» Exercise: Copy the data below exactly.

» Records shown:
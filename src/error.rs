use thiserror::Error;

#[derive(Debug, Error)]
pub enum NodalError {
    #[error("{device}: fatal parameter error: {reason}")]
    ParameterFatal { device: String, reason: String },

    #[error("{device}: unknown parameter '{param}'")]
    BadParam { device: String, param: String },

    #[error("Newton iteration did not converge after {iterations} iterations")]
    NonConvergence { iterations: usize },

    #[error("singular matrix: no acceptable pivot in column {column}")]
    SingularMatrix { column: usize },

    #[error("device {device} does not support {analysis} analysis")]
    DeviceTypeUnsupported { device: String, analysis: &'static str },

    #[error("Timestep error: {0}")]
    Timestep(String),

    #[error("Setup error: {0}")]
    Setup(String),

    #[error("Analysis error: {0}")]
    Analysis(String),

    #[error("Deck error: {0}")]
    Deck(String),

    #[error("Deck syntax error: {0}")]
    Toml(#[from] toml::de::Error),

    #[error("IO error: {0}")]
    Io(#[from] std::io::Error),
}

impl NodalError {
    /// Errors the analysis drivers may recover from by retrying with a
    /// smaller step, stepping gmin or skipping a sweep point.
    pub fn is_convergence_failure(&self) -> bool {
        matches!(
            self,
            NodalError::NonConvergence { .. } | NodalError::SingularMatrix { .. }
        )
    }
}

pub type Result<T> = std::result::Result<T, NodalError>;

» Answer:
filename src/error.rs
use thiserror::Error;

#[derive(Debug, Error)]
pub enum NodalError {
    #[error("{device}: fatal parameter error: {reason}")]
    ParameterFatal { device: String, reason: String },

    #[error("{device}: unknown parameter '{param}'")]
    BadParam { device: String, param: String },

    #[error("Newton iteration did not converge after {iterations} iterations")]
    NonConvergence { iterations: usize },

    #[error("singular matrix: no acceptable pivot in column {column}")]
    SingularMatrix { column: usize },

    #[error("device {device} does not support {analysis} analysis")]
    DeviceTypeUnsupported { device: String, analysis: &'static str },

    #[error("Timestep error: {0}")]
    Timestep(String),

    #[error("Setup error: {0}")]
    Setup(String),

    #[error("Analysis error: {0}")]
    Analysis(String),

    #[error("Deck error: {0}")]
    Deck(String),

    #[error("Deck syntax error: {0}")]
    Toml(#[from] toml::de::Error),

    #[error("IO error: {0}")]
    Io(#[from] std::io::Error),
}

impl NodalError {
    /// Errors the analysis drivers may recover from by retrying with a
    /// smaller step, stepping gmin or skipping a sweep point.
    pub fn is_convergence_failure(&self) -> bool {
        matches!(
            self,
            NodalError::NonConvergence { .. } | NodalError::SingularMatrix { .. }
        )
    }
}

pub type Result<T> = std::result::Result<T, NodalError>;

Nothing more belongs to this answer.